Dearborn — Bill Ford wasn’t sure how long he’d stick around when he started at Ford Motor Co at the age of 22. That was forty years ago.
“I thought I’d take it year by year,” the Ford executive chairman told roughly 500 employees gathered Tuesday in the auditorium at Ford World Headquarters here. “I was terrified that first day of work would be the first day of the rest of my life. And it was.”
But it’s been a great ride, he said.
The automotive scion sat for an hour on stage with his daughter, Alexandra Ford English, to talk about his time with the company his great-grandfather founded. Around two dozen other Ford employees celebrating their 40th anniversaries with the company sat in the front of the auditorium, and others working in the Glass House filed in behind them.
Bill Ford, 62, has seen a great deal of change at the Dearborn automaker since his first day at the company on Oct. 15, 1979. The vehicles are more sleek. The Mustangs are louder. The trucks are bigger. The company is pushing ahead with plans to launch new electric vehicles. And, sometimes, the executives come into work dressed more casually, his daughter quipped.
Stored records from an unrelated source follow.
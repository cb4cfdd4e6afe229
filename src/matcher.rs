//! Keyword matching
//!
//! Case-insensitive substring search over the ASCII range. Letters outside
//! ASCII compare byte for byte, so results do not depend on the locale or on
//! Unicode case tables.

use thiserror::Error;

/// True iff `needle` occurs in `haystack`, ignoring ASCII case.
///
/// An empty needle is contained in every haystack.
///
/// ```
/// use modgrep::contains_ci;
///
/// assert!(contains_ci("Lead Synth", "SYNTH"));
/// assert!(!contains_ci("Lead Synth", "pad"));
/// ```
pub fn contains_ci(haystack: &str, needle: &str) -> bool {
    let (haystack, needle) = (haystack.as_bytes(), needle.as_bytes());
    if needle.is_empty() {
        return true;
    }
    if needle.len() > haystack.len() {
        return false;
    }
    haystack
        .windows(needle.len())
        .any(|window| window.eq_ignore_ascii_case(needle))
}

/// A keyword in the list was the empty string.
#[derive(Debug, Clone, Copy, PartialEq, Eq, Error)]
#[error("keyword {position} is empty")]
pub struct EmptyKeyword {
    /// 1-based position in the list
    pub position: usize,
}

/// Ordered list of non-empty keywords
///
/// Order and duplicates are kept as given; each entry is reported on its own.
#[derive(Debug, Clone, Default, PartialEq, Eq)]
pub struct KeywordSet {
    keywords: Vec<String>,
}

impl KeywordSet {
    /// Build the set, rejecting empty keywords.
    pub fn new<I, S>(keywords: I) -> Result<Self, EmptyKeyword>
    where
        I: IntoIterator<Item = S>,
        S: Into<String>,
    {
        let keywords: Vec<String> = keywords.into_iter().map(Into::into).collect();
        if let Some(index) = keywords.iter().position(String::is_empty) {
            return Err(EmptyKeyword {
                position: index + 1,
            });
        }
        Ok(Self { keywords })
    }

    /// Number of keywords.
    pub fn len(&self) -> usize {
        self.keywords.len()
    }

    /// Whether the set holds no keywords.
    pub fn is_empty(&self) -> bool {
        self.keywords.is_empty()
    }

    /// Keywords in list order, as given.
    pub fn iter(&self) -> impl Iterator<Item = &str> {
        self.keywords.iter().map(String::as_str)
    }

    /// Keywords contained in `text`, in list order.
    ///
    /// A keyword is yielded once no matter how often it occurs.
    pub fn matches<'a>(&'a self, text: &'a str) -> impl Iterator<Item = &'a str> + 'a {
        self.iter().filter(move |keyword| contains_ci(text, keyword))
    }
}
But the chairman riffed on the future of the company. As enamored as he is with the history of his family company, the executive chairman was hard-pressed to pinpoint moments favorite in his career. His early career at Ford took him through various segments of the automaker before he got to the front office at the turn of the century.
And that’s when a few of his fondest memories pop up. Ford recruited Alan Mulally from Boeing Co. in 2006 to lead a sweeping industrial restructuring as the automaker slipped into crisis and then the Great Recession, which pushed two Detroit rivals into bankruptcy.
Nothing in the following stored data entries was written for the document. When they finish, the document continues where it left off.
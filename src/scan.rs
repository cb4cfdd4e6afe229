//! Scan driver
//!
//! Runs one scan from start to finish:
//! load the file, decode it, walk its fields, match, report.
//! Each stage either hands its result to the next or ends the scan with a
//! [`ScanError`]. The file buffer is dropped as soon as the decoder is done
//! with it, and the module handle when the scan returns, whichever way it
//! returns.

use crate::config::ScanConfig;
use crate::decoder::ModuleDecoder;
use crate::fields::fields;
use crate::loader;
use crate::matcher::KeywordSet;
use crate::report::ReportEmitter;
use crate::{Result, ScanError};
use log::{debug, info, trace};
use std::io::Write;
use std::path::Path;

/// Counters for a completed scan
#[derive(Debug, Clone, Copy, Default, PartialEq, Eq)]
pub struct ScanSummary {
    /// Fields retrieved and searched
    pub fields: usize,
    /// Report lines written
    pub matches: usize,
}

/// Keyword scanner over decoded modules
pub struct Scanner<D> {
    decoder: D,
    config: ScanConfig,
}

impl<D: ModuleDecoder> Scanner<D> {
    /// Create a scanner using `decoder`.
    pub fn new(decoder: D, config: ScanConfig) -> Self {
        Self { decoder, config }
    }

    /// Scan the module file at `path`, writing report lines to `out`.
    ///
    /// The path as displayed is the source label of every report line and
    /// diagnostic.
    pub fn scan_file<W: Write>(&self, path: &Path, keywords: &KeywordSet, out: W) -> Result<ScanSummary> {
        let buffer = loader::load_buffer(path, self.config.max_file_size)?;
        self.scan_buffer(&path.display().to_string(), buffer, keywords, out)
    }

    /// Scan an in-memory module image labelled `source`.
    ///
    /// Takes ownership of `buffer` and releases it right after decoding.
    /// Report lines already written stay written if a later field fails.
    pub fn scan_buffer<W: Write>(
        &self,
        source: &str,
        buffer: Vec<u8>,
        keywords: &KeywordSet,
        out: W,
    ) -> Result<ScanSummary> {
        let decoded = self.decoder.decode(&buffer);
        drop(buffer);
        let module = decoded.map_err(|source_err| ScanError::Decode {
            path: source.to_string(),
            source: source_err,
        })?;
        debug!("{}: decoded, scanning for {} keywords", source, keywords.len());

        let mut emitter = ReportEmitter::new(source, self.config.format, out);
        let mut summary = ScanSummary::default();

        for field in fields(&module) {
            let field = field.map_err(|e| ScanError::Retrieval {
                path: source.to_string(),
                field: e.field,
            })?;
            trace!("{}: scanning {}", source, field.kind);
            summary.fields += 1;

            for keyword in keywords.matches(&field.text) {
                emitter
                    .emit(&field, keyword)
                    .map_err(|e| ScanError::Output {
                        path: source.to_string(),
                        source: e,
                    })?;
            }
        }

        summary.matches = emitter.emitted();
        info!(
            "{}: scanned {} fields, {} matches",
            source, summary.fields, summary.matches
        );
        Ok(summary)
    }
}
Those were dark times, Ford remembered. Then CEO, he’d lay awake at night, starting at the ceiling and wondering if the company would crumble on his watch. He was terrified of disappointing everyone: his family, the Ford employees, shareholders. Under Mulally, the automaker mortgaged all its assets in 2006 — even the Blue Oval atop the Glass House — to secure $23.5 billion loan, which helped Ford avoid a government bailout.
Bill Ford is proud that his company braved the recession without taking any money from the federal government. He’s also proud of that day in 2012 when the automaker “got our name back” after mortgaging the logo to stay afloat. He’s also proud of the company winning the 24 Hours of Le Mans in 2016, 50 years after Ford beat Ferrari in the epic race.
“We cannot let this great family down,” Ford told his daughter. That’s why the automaker is undergoing a massive overhaul of its global business under CEO Jim Hackett. “It’s much more than us. If I can look back and say we’ve secured the future for those employees, that would give me the most satisfaction.”
Meantime, Ford plans over the next two years to launch new vehicles to its lineup that could propel the automaker into the next generation of the industry. Those products have Bill Ford excited. He rolled out several vehicles from his personal collection Tuesday to park them inside the Glass House for Ford employees to ogle. There was a heavily modified Bronco that’s immensely difficult to drive; There were Ford GTs and a Model T.
But parked onstage over Ford’s shoulder was a boxy green 2005 Ford Escape Hybrid. It was the first hybrid SUV, and it didn’t catch on. That could be blamed on a half-hearted marketing effort, or it could have been a head of its time. Bill Ford has a collection of around 30 vehicles, he said, and they’re all models to which he has an emotional connection.
That lackluster hybrid kicked off Ford’s foray into more fuel efficient and electrified vehicles. More than a decade later, Ford is devoting more resources to hybrid and electric vehicles. Most new Ford models will have a hybrid variant. The automaker is also spending $11 billion on electric vehicles over the next few years.
That includes an as-yet-unnamed battery electric crossover expected to debut by the end of the year that Bill Ford is particularly excited about.
“If that could sort of be the exclamation point on my career, that would be awesome,” he said. “I’m not finished yet. There’s a lot I want to do. And I actually think we’re at the most interesting point in my 40 years. There aren’t a lot of 116-year-old companies that get a second and third act.”